En décembre 1890, M. Etienne, sous-secrétaire d’État aux colonies, écrit à Pasteur pour lui demander de créer à Saigon un centre de vaccination contre la variole et la rage. A cette même époque, un médecin de 1ère classe des colonies, Albert Calmette*, suit dans l’institut le cours de microbiologie d’Émile Roux. Pasteur le fait appeler et lui propose le poste que Calmette accepte aussitôt. De cette entrevue historique datent les premiers liens entre l’institut Pasteur et le Corps de santé colonial.
Ces intrépides pionniers ne tardent pas à faire d’importantes découvertes. Ils ouvrent la voie à une phalange de bâtisseurs. A travers le monde, ces pasteuriens coloniaux parmi lesquels se distingue Yersin* multiplient des établissements, filiales de l’institut Pasteur de Paris. Leurs travaux, soucieux plus de recherche appliquée que de recherche spéculative répondent bien au double message de Pasteur et du Corps de santé colonial : "être toujours au contact et au service des hommes, en particulier des plus démunis et des plus exposés". L’évolution de ces instituts dans les nouveaux États indépendants s’est faite en parfait accord avec la "maison-mère".
Dans le bilan, on retiendra notamment un rôle éminent dans la découverte de sérums antivenimeux et de vaccins encore actuellement utilisés contre la tuberculose, la peste et la fièvre jaune.
LES PIONNIERS
A peine arrivé à Saigon, Albert Calmette* installe son laboratoire dans une dépendance de l’hôpital militaire.
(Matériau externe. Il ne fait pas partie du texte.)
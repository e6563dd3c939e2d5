//! Structure export for inspecting tree shape.
//!
//! Enabled with the `diagnostics` feature. Keys and values are rendered
//! with their `Debug` representation.

use crate::error::Result;
use serde::{Deserialize, Serialize};
use std::fmt::Write;

/// Node type for visualization
#[derive(Debug, Clone, PartialEq, Eq, Serialize, Deserialize)]
#[serde(rename_all = "camelCase")]
pub struct TreeNode {
    /// Whether this is a leaf node
    pub is_leaf: bool,
    /// Keys in this node (items for `OrderedTree`)
    pub keys: Vec<String>,
    /// Values (only for `OrderedMap` leaves)
    pub values: Vec<String>,
    /// Child nodes (only for interior nodes)
    pub children: Vec<TreeNode>,
}

impl TreeNode {
    pub fn to_json(&self) -> Result<String> {
        Ok(serde_json::to_string(self)?)
    }

    /// Render the tree sideways: largest keys on top, one level of
    /// indentation per depth, leaf entries prefixed with `leaf`.
    pub fn pretty_string(&self) -> String {
        let mut out = String::new();
        self.pretty_print(&mut out, 0);
        out
    }

    fn pretty_print(&self, out: &mut String, depth: usize) {
        let indent = "  ".repeat(depth);

        if self.is_leaf {
            if self.keys.is_empty() {
                let _ = writeln!(out, "{indent}leaf -");
            }
            for (index, key) in self.keys.iter().enumerate().rev() {
                match self.values.get(index) {
                    Some(value) => {
                        let _ = writeln!(out, "{indent}leaf [{key}] {value}");
                    }
                    None => {
                        let _ = writeln!(out, "{indent}leaf [{key}]");
                    }
                }
            }
            return;
        }

        for (index, child) in self.children.iter().enumerate().rev() {
            child.pretty_print(out, depth + 1);
            if let Some(key) = index.checked_sub(1).and_then(|i| self.keys.get(i)) {
                let _ = writeln!(out, "{indent}[{key}]");
            }
        }
    }
}
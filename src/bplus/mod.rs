//! B+tree implementation.
//!
//! Entries are kept in the leaves only; internal nodes hold copies of keys
//! for routing. Supports the same operations as the B-tree with separate
//! keys and values.

mod cursor;
mod node;
mod tree;

pub use tree::{MapRange, OrderedMap};
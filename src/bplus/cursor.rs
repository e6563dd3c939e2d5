//! B+tree cursor for in-order iteration.
//!
//! Like the B-tree cursor, the stack holds one index per level and doubles
//! as the path from the root. Only leaf frames yield entries; an internal
//! frame moves on to the next child once the current one is exhausted.

use super::node::{Entry, Node};
use crate::types::Comparable;

#[derive(Debug, Default)]
pub(crate) struct Cursor {
    stack: Vec<usize>,
}

fn node_at<'n, K, V>(root: &'n Node<K, V>, path: &[usize]) -> &'n Node<K, V> {
    path.iter().fold(root, |node, &index| &node.children[index])
}

impl Cursor {
    /// Position before the smallest entry
    pub(crate) fn first<K, V>(root: &Node<K, V>) -> Self {
        let mut cursor = Self::default();
        cursor.descend_to_leftmost(root);
        cursor
    }

    /// Position before the first entry with a key `>= key`
    pub(crate) fn seek<K, V, Q>(root: &Node<K, V>, key: &Q) -> Self
    where
        Q: Comparable<K> + ?Sized,
    {
        let mut stack = Vec::new();
        let mut node = root;
        while !node.is_leaf() {
            let index = node.child_index(key);
            stack.push(index);
            node = &node.children[index];
        }
        stack.push(node.find_insertion_point(key));
        Self { stack }
    }

    fn descend_to_leftmost<K, V>(&mut self, root: &Node<K, V>) {
        let mut node = node_at(root, &self.stack);
        loop {
            self.stack.push(0);
            match node.children.first() {
                Some(child) => node = child,
                None => break,
            }
        }
    }

    /// Yield the next entry in ascending key order
    pub(crate) fn next<'n, K, V>(&mut self, root: &'n Node<K, V>) -> Option<Entry<'n, K, V>> {
        loop {
            let depth = self.stack.len().checked_sub(1)?;
            let node = node_at(root, &self.stack[..depth]);
            let index = self.stack[depth];

            if node.is_leaf() {
                if index < node.len() {
                    self.stack[depth] += 1;
                    return Some((&node.keys[index], &node.values[index]));
                }
                self.stack.pop();
            } else if index < node.len() {
                self.stack[depth] = index + 1;
                self.descend_to_leftmost(root);
            } else {
                self.stack.pop();
            }
        }
    }

    pub(crate) fn finish(&mut self) {
        self.stack.clear();
    }
}
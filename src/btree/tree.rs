//! Ordered B-tree of self-keyed items.
//!
//! This module provides the `OrderedTree` handle with operations for:
//! - insert_or_update / remove / remove_min / remove_max: mutations
//! - get / contains / min / max / nearest: point queries
//! - for_each / for_each_in_range: push traversal with cancellation
//! - iter / range: lazy pull traversal

use super::cursor::Cursor;
use super::node::{Node, Split};
use crate::error::Result;
use crate::guard::{CountObservers, IterationCounter, IterationGuard, SubscriptionId};
use crate::types::{exceeds_upper, Comparable, Halt, Nearest, NodeLimits, Traversal, TreeConfig};
use parking_lot::{RwLock, RwLockReadGuard};
use std::fmt;
use std::mem;
use std::ops::ControlFlow;

struct TreeState<T> {
    root: Node<T>,
    count: usize,
}

/// An in-memory B-tree where every item is its own key.
///
/// All methods take `&self`. Mutations fail with
/// [`TreeError::IllegalState`](crate::TreeError::IllegalState) while any
/// traversal of the same tree is in progress, including from inside a
/// traversal's own visitor.
pub struct OrderedTree<T> {
    config: TreeConfig,
    limits: NodeLimits,
    state: RwLock<TreeState<T>>,
    iterations: IterationCounter,
    observers: CountObservers,
}

impl<T> Default for OrderedTree<T> {
    fn default() -> Self {
        Self::with_config(TreeConfig::default())
    }
}

impl<T> OrderedTree<T> {
    /// Create an empty tree with the default branching factor
    pub fn new() -> Self {
        Self::default()
    }

    /// Create an empty tree; factors below 3 are raised to 3
    pub fn with_branching_factor(branching_factor: usize) -> Self {
        Self::with_config(TreeConfig::new(branching_factor))
    }

    /// Create an empty tree from a configuration
    pub fn with_config(config: TreeConfig) -> Self {
        let config = TreeConfig::new(config.branching_factor);
        let limits = config.limits();
        Self {
            config,
            limits,
            state: RwLock::new(TreeState {
                root: Node::new_leaf(limits),
                count: 0,
            }),
            iterations: IterationCounter::new(),
            observers: CountObservers::new(),
        }
    }

    /// Get the tree configuration
    pub fn config(&self) -> TreeConfig {
        self.config
    }

    /// Get the branching factor
    pub fn branching_factor(&self) -> usize {
        self.config.branching_factor
    }

    /// Number of stored items
    pub fn len(&self) -> usize {
        self.state.read_recursive().count
    }

    /// Check if the tree holds no items
    pub fn is_empty(&self) -> bool {
        self.len() == 0
    }

    /// Get the height of the tree (1 for a lone leaf root)
    pub fn height(&self) -> usize {
        self.state.read_recursive().root.height()
    }

    /// Get the number of traversals currently running
    pub fn active_iterations(&self) -> usize {
        self.iterations.active()
    }

    /// Register a callback invoked with the new count whenever it changes.
    ///
    /// Callbacks run after the mutation completed; a panicking callback is
    /// logged and ignored.
    pub fn subscribe<F>(&self, callback: F) -> SubscriptionId
    where
        F: Fn(usize) + Send + Sync + 'static,
    {
        self.observers.subscribe(callback)
    }

    /// Remove a count callback
    pub fn unsubscribe(&self, id: SubscriptionId) -> bool {
        self.observers.unsubscribe(id)
    }

    /// Remove all items
    pub fn clear(&self) -> Result<()> {
        self.iterations.ensure_idle()?;
        let previous = {
            let mut state = self.state.write();
            state.root = Node::new_leaf(self.limits);
            mem::replace(&mut state.count, 0)
        };
        tracing::debug!(removed = previous, "cleared ordered tree");
        if previous != 0 {
            self.observers.notify(0);
        }
        Ok(())
    }

    /// Remove and return the smallest item
    pub fn remove_min(&self) -> Result<Option<T>> {
        self.remove_with(|root, limits| root.remove_min(limits))
    }

    /// Remove and return the largest item
    pub fn remove_max(&self) -> Result<Option<T>> {
        self.remove_with(|root, limits| root.remove_max(limits))
    }

    fn remove_with<F>(&self, remove: F) -> Result<Option<T>>
    where
        F: FnOnce(&mut Node<T>, NodeLimits) -> Option<T>,
    {
        self.iterations.ensure_idle()?;
        let (removed, count) = {
            let mut state = self.state.write();
            let removed = remove(&mut state.root, self.limits);
            if removed.is_some() {
                if !state.root.is_leaf() && state.root.len() == 0 {
                    let old_root = mem::replace(&mut state.root, Node::new_leaf(self.limits));
                    state.root = old_root.into_only_child();
                    tracing::trace!(height = state.root.height(), "collapsed root");
                }
                state.count -= 1;
            }
            (removed, state.count)
        };
        if removed.is_some() {
            self.observers.notify(count);
        }
        Ok(removed)
    }
}

impl<T: Ord> OrderedTree<T> {
    /// Insert an item, or replace the stored item that compares equal.
    ///
    /// Returns `true` if an existing item was replaced.
    pub fn insert_or_update(&self, item: T) -> Result<bool> {
        self.iterations.ensure_idle()?;
        let (updated, count) = {
            let mut state = self.state.write();
            let outcome = state.root.insert_or_update(item, self.limits);
            if !outcome.updated {
                if let Some(Split { separator, right }) = outcome.split {
                    let left = mem::replace(&mut state.root, Node::new_leaf(self.limits));
                    state.root = Node::new_root(left, separator, right, self.limits);
                    tracing::trace!(height = state.root.height(), "split root");
                }
                state.count += 1;
            }
            (outcome.updated, state.count)
        };
        if !updated {
            self.observers.notify(count);
        }
        Ok(updated)
    }

    /// Remove and return the item matching `key`
    pub fn remove<Q>(&self, key: &Q) -> Result<Option<T>>
    where
        Q: Comparable<T> + ?Sized,
    {
        self.remove_with(|root, limits| root.remove(key, limits))
    }

    /// Check if an item matching `key` is stored
    pub fn contains<Q>(&self, key: &Q) -> bool
    where
        Q: Comparable<T> + ?Sized,
    {
        self.state.read_recursive().root.get(key).is_some()
    }

    /// Visit every item in ascending order until the visitor breaks
    pub fn for_each<F>(&self, mut visitor: F) -> Traversal
    where
        F: FnMut(&T) -> ControlFlow<()>,
    {
        let _guard = self.iterations.enter();
        let state = self.state.read_recursive();
        Halt::into_traversal(state.root.visit::<T, F>(None, None, false, &mut visitor))
    }

    /// Visit every item `>= lower` and below `upper` (or equal to it when
    /// `max_inclusive`) in ascending order until the visitor breaks.
    ///
    /// Missing bounds are open; `lower > upper` visits nothing.
    pub fn for_each_in_range<Q, F>(
        &self,
        lower: Option<&Q>,
        upper: Option<&Q>,
        max_inclusive: bool,
        mut visitor: F,
    ) -> Traversal
    where
        Q: Comparable<T> + ?Sized,
        F: FnMut(&T) -> ControlFlow<()>,
    {
        let _guard = self.iterations.enter();
        let state = self.state.read_recursive();
        Halt::into_traversal(state.root.visit(lower, upper, max_inclusive, &mut visitor))
    }
}

impl<T: Ord + Clone> OrderedTree<T> {
    /// Get the item matching `key`
    pub fn get<Q>(&self, key: &Q) -> Option<T>
    where
        Q: Comparable<T> + ?Sized,
    {
        self.state.read_recursive().root.get(key).cloned()
    }

    /// Get the smallest item
    pub fn min(&self) -> Option<T> {
        self.state.read_recursive().root.min().cloned()
    }

    /// Get the largest item
    pub fn max(&self) -> Option<T> {
        self.state.read_recursive().root.max().cloned()
    }

    /// Get the item matching `key`, or its nearest neighbors on both sides
    pub fn nearest<Q>(&self, key: &Q) -> Nearest<T>
    where
        Q: Comparable<T> + ?Sized,
    {
        self.state.read_recursive().root.nearest(key).map(T::clone)
    }

    /// Lazily iterate over all items in ascending order
    pub fn iter(&self) -> Range<'_, '_, T, T> {
        Range::new(self, None, None, false)
    }

    /// Lazily iterate over items `>= lower` and below `upper` (or equal to
    /// it when `max_inclusive`)
    pub fn range<'a, 'q, Q>(
        &'a self,
        lower: Option<&'q Q>,
        upper: Option<&'q Q>,
        max_inclusive: bool,
    ) -> Range<'a, 'q, T, Q>
    where
        Q: Comparable<T> + ?Sized,
    {
        Range::new(self, lower, upper, max_inclusive)
    }
}

#[cfg(feature = "diagnostics")]
impl<T: fmt::Debug> OrderedTree<T> {
    /// Export the node structure for inspection
    pub fn export_tree(&self) -> crate::diagnostics::TreeNode {
        self.state.read_recursive().root.snapshot()
    }

    /// Export the node structure as JSON
    pub fn export_json(&self) -> Result<String> {
        self.export_tree().to_json()
    }

    /// Render the tree sideways, largest items first
    pub fn pretty_string(&self) -> String {
        self.export_tree().pretty_string()
    }
}

impl<T> fmt::Debug for OrderedTree<T> {
    fn fmt(&self, f: &mut fmt::Formatter<'_>) -> fmt::Result {
        f.debug_struct("OrderedTree")
            .field("count", &self.len())
            .field("branching_factor", &self.branching_factor())
            .finish()
    }
}

impl<'a, T: Ord + Clone> IntoIterator for &'a OrderedTree<T> {
    type Item = T;
    type IntoIter = Range<'a, 'a, T, T>;

    fn into_iter(self) -> Self::IntoIter {
        self.iter()
    }
}

/// Lazy ascending iterator over an [`OrderedTree`].
///
/// Holds the tree's iteration guard and a read lock until dropped, so the
/// tree rejects mutations for the iterator's whole lifetime.
pub struct Range<'a, 'q, T, Q: ?Sized = T> {
    state: RwLockReadGuard<'a, TreeState<T>>,
    _guard: IterationGuard<'a>,
    cursor: Cursor,
    upper: Option<&'q Q>,
    max_inclusive: bool,
}

impl<'a, 'q, T, Q> Range<'a, 'q, T, Q>
where
    Q: Comparable<T> + ?Sized,
{
    fn new(
        tree: &'a OrderedTree<T>,
        lower: Option<&'q Q>,
        upper: Option<&'q Q>,
        max_inclusive: bool,
    ) -> Self {
        let guard = tree.iterations.enter();
        let state = tree.state.read_recursive();
        let cursor = match lower {
            Some(key) => Cursor::seek(&state.root, key),
            None => Cursor::first(&state.root),
        };
        Self {
            state,
            _guard: guard,
            cursor,
            upper,
            max_inclusive,
        }
    }
}

impl<T, Q> Iterator for Range<'_, '_, T, Q>
where
    T: Clone,
    Q: Comparable<T> + ?Sized,
{
    type Item = T;

    fn next(&mut self) -> Option<T> {
        let item = self.cursor.next(&self.state.root)?;
        if exceeds_upper(self.upper, item, self.max_inclusive) {
            self.cursor.finish();
            return None;
        }
        Some(item.clone())
    }
}

impl<T, Q> std::iter::FusedIterator for Range<'_, '_, T, Q>
where
    T: Clone,
    Q: Comparable<T> + ?Sized,
{
}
C’est l’ébauche de l’institut Pasteur de Saigon qui voit le jour en 1896.
En 1895, lancé dans l’exploration de l’arrière-pays indochinois, un des premiers élèves de Pasteur, Alexandre Yersin*, qui a découvert à Hong Kong, l’année précédente, le microbe de la peste, fonde à Nha-Trang un institut Pasteur.
En 1896, A. Marchoux* reçoit la mission d’appliquer les méthodes pasteuriennes à l’étude des maladies microbiennes et parasitaires d’Afrique noire. Il installe, dans les locaux de l’hôpital militaire de Saint-Louis du Sénégal, le premier laboratoire africain de microbiologie qui devient, pendant les trois années de son séjour, un centre de recherche renommé. Transféré à Dakar, ce laboratoire joue un rôle primordial dans la lutte contre la fièvre jaune sous le nom d’institut Pasteur de Dakar inauguré le 1er Janvier 1924 par Constant Mathis*.
A leur retour en France, ces pionniers, riches de l’expérience acquise aussi bien dans le domaine de l’organisation que dans celui de la compétence scientifique se voient attribuer des responsabilités à l’institut Pasteur de Paris. Ils forment avec les quelques rares spécialistes métropolitains le premier noyau de la "Société de pathologie exotique", fondée par A. Laveran en 1908, lieu de rencontre, de réflexion et d’échanges à travers la publication périodique d’un bulletin.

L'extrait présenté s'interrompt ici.